Sementara itu, Mali, negara yang sebagian besar penduduknya muslim, memutuskan hubungan dengan Israel pada 1973 setelah perang Yom Kippur.

Sebagai bekas koloni Perancis, ada diaspora Mali yang besar di Perancis. Mereka keluar dengan kekuatan penuh untuk mendukung para pemain Timnas Mali.

Para suporter mengenakan pakaian tradisional berwarna kuning, hijau, dan merah khas Mali.

Salah satunya Aisha Cisse, yang datang dari Bamako, Ibu Kota Mali. Dia mengikuti Timnas Mali di semua turnamen internasional, menari, dan menyanyikan lagu dukungannya.

Suporter Mali kali ini membawa misi menebar protes terhadap partisipasi Israel di Olimpiade Paris, sepert halnya anggota parlemen sayap kiri Perancis.

Namun, kehadiran keamanan yang ketat meredam harapan akan protes tersebut.

Israel Menghindari Suasana Panas Politik

Pertandingan Israel-Mali memberikan gambaran pertama tentang bagaimana masyarakat luas menanggapi partisipasi Israel dalam Olimpiade Paris.

Tuan rumah Perancis memberikan pengamanan ketat khusus untuk kontingen Israel.
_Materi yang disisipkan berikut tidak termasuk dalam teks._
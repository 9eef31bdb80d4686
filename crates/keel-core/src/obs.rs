//! Structured observability hooks for convention application.
//!
//! Events are emitted with an `event` field so log pipelines can filter on
//! them. Verbosity follows `RUST_LOG` (see [`crate::telemetry`]).

use tracing::{debug, info, warn};
use uuid::Uuid;

use crate::build_type::BuildType;

/// Emit event: plugin application started for a module.
pub fn emit_application_started(run_id: &Uuid, module: &str, plugin: &str, build_type: BuildType) {
    info!(
        event = "apply.started",
        run_id = %run_id,
        module = %module,
        plugin = %plugin,
        build_type = %build_type,
    );
}

/// Emit event: shared setup and variant hook both completed.
pub fn emit_application_finished(run_id: &Uuid, module: &str, plugin: &str) {
    info!(event = "apply.finished", run_id = %run_id, module = %module, plugin = %plugin);
}

pub fn emit_convention_applied(module: &str, convention: &str) {
    debug!(event = "convention.applied", module = %module, convention = %convention);
}

pub fn emit_convention_skipped(module: &str, convention: &str) {
    debug!(event = "convention.skipped", module = %module, convention = %convention);
}

/// Emit event: module application ended in failure (warning level).
pub fn emit_application_failed(module: &str, attempts: u32, error: &dyn std::fmt::Display) {
    warn!(event = "apply.failed", module = %module, attempts = attempts, error = %error);
}
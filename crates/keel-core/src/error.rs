//! Error taxonomy for convention application.

use crate::build_type::UnknownBuildType;
use crate::repository::GuardError;

/// Failure while applying conventions to a module.
///
/// Any variant raised during shared setup means the plugin variant hook
/// never ran for that module.
#[derive(Debug, thiserror::Error)]
pub enum ConventionApplicationError {
    #[error("module '{module}': {source}")]
    UnknownBuildType {
        module: String,
        #[source]
        source: UnknownBuildType,
    },

    #[error("module '{module}': {source}")]
    Repository {
        module: String,
        #[source]
        source: GuardError,
    },

    #[error("module '{module}': convention '{convention}' failed: {reason}")]
    Convention {
        module: String,
        convention: String,
        reason: String,
    },

    #[error("module '{module}': plugin '{plugin}' failed: {reason}")]
    Variant {
        module: String,
        plugin: String,
        reason: String,
    },
}

impl ConventionApplicationError {
    /// Whether re-running the application may succeed unchanged.
    pub fn is_recoverable(&self) -> bool {
        match self {
            ConventionApplicationError::Repository { source, .. } => source.is_recoverable(),
            _ => false,
        }
    }

    pub fn module(&self) -> &str {
        match self {
            ConventionApplicationError::UnknownBuildType { module, .. }
            | ConventionApplicationError::Repository { module, .. }
            | ConventionApplicationError::Convention { module, .. }
            | ConventionApplicationError::Variant { module, .. } => module,
        }
    }
}

/// Result type for convention application.
pub type Result<T> = std::result::Result<T, ConventionApplicationError>;
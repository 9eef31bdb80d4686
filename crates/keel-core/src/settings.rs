//! Workspace manifest (`keel.toml`) and environment overrides.
//!
//! ```toml
//! [project]
//! group = "io.example"
//! build_type = "snapshot"
//!
//! [[repositories]]
//! name = "central"
//! url = "https://repo1.maven.org/maven2"
//!
//! [retry]
//! max_attempts = 3
//!
//! [[modules]]
//! name = "blob"
//! version = "1.4.0"
//! plugin = "published-library"
//! ```

use std::collections::BTreeSet;
use std::path::{Path, PathBuf};

use serde::{Deserialize, Serialize};

use crate::module::ModuleDescriptor;
use crate::repository::RepositoryRequest;
use crate::retry::RetryPolicy;
use crate::variants::LIBRARY;

/// Environment variable that overrides the version token of every module
/// for one build invocation. Read by the CLI and passed to
/// [`Manifest::module_descriptors_with`].
pub const BUILD_TYPE_ENV: &str = "KEEL_BUILD_TYPE";

/// Default manifest file name.
pub const MANIFEST_FILE: &str = "keel.toml";

#[derive(Debug, thiserror::Error)]
pub enum SettingsError {
    #[error("failed to read manifest {}: {source}", path.display())]
    Io {
        path: PathBuf,
        #[source]
        source: std::io::Error,
    },

    #[error("invalid manifest: {0}")]
    Parse(#[from] toml::de::Error),

    #[error("duplicate {kind} '{name}' in manifest")]
    Duplicate { kind: &'static str, name: String },

    #[error("module not found in manifest: {0}")]
    UnknownModule(String),
}

/// Project-wide defaults.
#[derive(Debug, Clone, PartialEq, Eq, Serialize, Deserialize)]
pub struct ProjectSettings {
    #[serde(default)]
    pub group: Option<String>,

    /// Default version token for modules that declare none.
    #[serde(default = "default_build_type")]
    pub build_type: String,
}

impl Default for ProjectSettings {
    fn default() -> Self {
        Self {
            group: None,
            build_type: default_build_type(),
        }
    }
}

fn default_build_type() -> String {
    "snapshot".to_string()
}

fn default_plugin() -> String {
    LIBRARY.to_string()
}

/// A `[[modules]]` entry before defaults are applied.
#[derive(Debug, Clone, PartialEq, Eq, Serialize, Deserialize)]
pub struct ModuleEntry {
    pub name: String,
    #[serde(default)]
    pub group: Option<String>,
    pub version: String,
    #[serde(default)]
    pub build_type: Option<String>,
    #[serde(default = "default_plugin")]
    pub plugin: String,
}

/// Parsed `keel.toml`.
#[derive(Debug, Clone, Default, PartialEq, Serialize, Deserialize)]
pub struct Manifest {
    #[serde(default)]
    pub project: ProjectSettings,

    #[serde(default)]
    pub repositories: Vec<RepositoryRequest>,

    #[serde(default)]
    pub retry: RetryPolicy,

    #[serde(default)]
    pub modules: Vec<ModuleEntry>,
}

impl Manifest {
    pub fn from_toml_str(content: &str) -> Result<Self, SettingsError> {
        let manifest: Manifest = toml::from_str(content)?;
        manifest.validate()?;
        Ok(manifest)
    }

    pub fn load(path: &Path) -> Result<Self, SettingsError> {
        let content = std::fs::read_to_string(path).map_err(|source| SettingsError::Io {
            path: path.to_path_buf(),
            source,
        })?;
        Self::from_toml_str(&content)
    }

    fn validate(&self) -> Result<(), SettingsError> {
        let mut names = BTreeSet::new();
        for module in &self.modules {
            if !names.insert(module.name.as_str()) {
                return Err(SettingsError::Duplicate {
                    kind: "module",
                    name: module.name.clone(),
                });
            }
        }

        let mut names = BTreeSet::new();
        for repository in &self.repositories {
            if !names.insert(repository.name.as_str()) {
                return Err(SettingsError::Duplicate {
                    kind: "repository",
                    name: repository.name.clone(),
                });
            }
        }
        Ok(())
    }

    /// Module descriptors with defaults and an explicit token override.
    pub fn module_descriptors_with(&self, override_token: Option<&str>) -> Vec<ModuleDescriptor> {
        self.modules
            .iter()
            .map(|entry| ModuleDescriptor {
                name: entry.name.clone(),
                group: entry.group.clone(),
                version: entry.version.clone(),
                build_type: override_token
                    .map(str::to_string)
                    .or_else(|| entry.build_type.clone())
                    .unwrap_or_else(|| self.project.build_type.clone()),
                plugin: entry.plugin.clone(),
            })
            .collect()
    }

    /// Keep only the named modules, in the order given.
    pub fn select(
        descriptors: Vec<ModuleDescriptor>,
        names: &[String],
    ) -> Result<Vec<ModuleDescriptor>, SettingsError> {
        if names.is_empty() {
            return Ok(descriptors);
        }
        names
            .iter()
            .map(|name| {
                descriptors
                    .iter()
                    .find(|d| &d.name == name)
                    .cloned()
                    .ok_or_else(|| SettingsError::UnknownModule(name.clone()))
            })
            .collect()
    }
}

#[cfg(test)]
mod tests {
    use super::*;
    use crate::repository::RepositoryAccepts;
    use std::io::Write;
    use tempfile::NamedTempFile;

    const MANIFEST: &str = r#"
[project]
group = "io.example"
build_type = "release"

[[repositories]]
name = "central"
url = "https://repo1.maven.org/maven2"

[[repositories]]
name = "snapshots"
url = "https://repo.example.com/snapshots"
accepts = "snapshots"
credentials = { username_env = "REPO_USER", password_env = "REPO_PASS" }

[retry]
max_attempts = 4

[[modules]]
name = "blob"
version = "1.4.0"
plugin = "published-library"

[[modules]]
name = "signal"
version = "0.9.0"
build_type = "patch"
"#;

    #[test]
    fn test_parse_manifest() {
        let manifest = Manifest::from_toml_str(MANIFEST).unwrap();
        assert_eq!(manifest.project.group.as_deref(), Some("io.example"));
        assert_eq!(manifest.repositories.len(), 2);
        assert_eq!(manifest.repositories[1].accepts, RepositoryAccepts::Snapshots);
        assert!(manifest.repositories[1].credentials.is_some());
        assert_eq!(manifest.retry.max_attempts, 4);
        assert_eq!(manifest.modules[1].plugin, "library");
    }

    #[test]
    fn test_module_defaults_and_override() {
        let manifest = Manifest::from_toml_str(MANIFEST).unwrap();

        let descriptors = manifest.module_descriptors_with(None);
        assert_eq!(descriptors[0].build_type, "release");
        assert_eq!(descriptors[1].build_type, "patch");

        let overridden = manifest.module_descriptors_with(Some("snapshot"));
        assert!(overridden.iter().all(|d| d.build_type == "snapshot"));
    }

    #[test]
    fn test_empty_manifest_uses_defaults() {
        let manifest = Manifest::from_toml_str("").unwrap();
        assert_eq!(manifest.project.build_type, "snapshot");
        assert!(manifest.modules.is_empty());
        assert_eq!(manifest.retry, RetryPolicy::default());
    }

    #[test]
    fn test_duplicate_module_rejected() {
        let content = r#"
[[modules]]
name = "blob"
version = "1.0.0"

[[modules]]
name = "blob"
version = "2.0.0"
"#;
        let err = Manifest::from_toml_str(content).unwrap_err();
        assert!(matches!(err, SettingsError::Duplicate { kind: "module", .. }));
    }

    #[test]
    fn test_select_modules() {
        let manifest = Manifest::from_toml_str(MANIFEST).unwrap();
        let all = manifest.module_descriptors_with(None);

        let picked = Manifest::select(all.clone(), &["signal".to_string()]).unwrap();
        assert_eq!(picked.len(), 1);
        assert_eq!(picked[0].name, "signal");

        assert_eq!(Manifest::select(all.clone(), &[]).unwrap().len(), 2);

        let err = Manifest::select(all, &["hibernate".to_string()]).unwrap_err();
        assert!(matches!(err, SettingsError::UnknownModule(name) if name == "hibernate"));
    }

    #[test]
    fn test_load_from_file() {
        let mut file = NamedTempFile::new().unwrap();
        file.write_all(MANIFEST.as_bytes()).unwrap();

        let manifest = Manifest::load(file.path()).unwrap();
        assert_eq!(manifest.modules.len(), 2);

        let missing = Manifest::load(Path::new("/nonexistent/keel.toml")).unwrap_err();
        assert!(matches!(missing, SettingsError::Io { .. }));
    }
}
Mereka tak ingin mengulangi tragedi yang menewaskan 11 atlet Israel pada Olimpiade Munchen 1972.

Markas pelatihan Israel di Croissy, sekitar 20 kilometer sebelah barat Paris, sempat dikepung wartawan untuk menanyakan situasi.

Para pemain Israel pun berusaha untuk tampil santai, tetapi tetap ada sedikit ketegangan.

Pengawas media berteriak menyetop pertanyaan wartawan soal latar belakang politik.

"Hanya sepak bola," teriak sang pengawas media.

Salah seorang pemain Israel pun berupaya menghindari pembahasan soal suasana panas politik.

"Kami datang ke sini untuk menang dan mencapai banyak hal dengan tim ini serta sangat gembira. Kami memiliki pekerjaan yang harus dilakukan," kata Omri Gandelman, gelandang yang bermain untuk klub Belgia, Gent, kepada wartawan.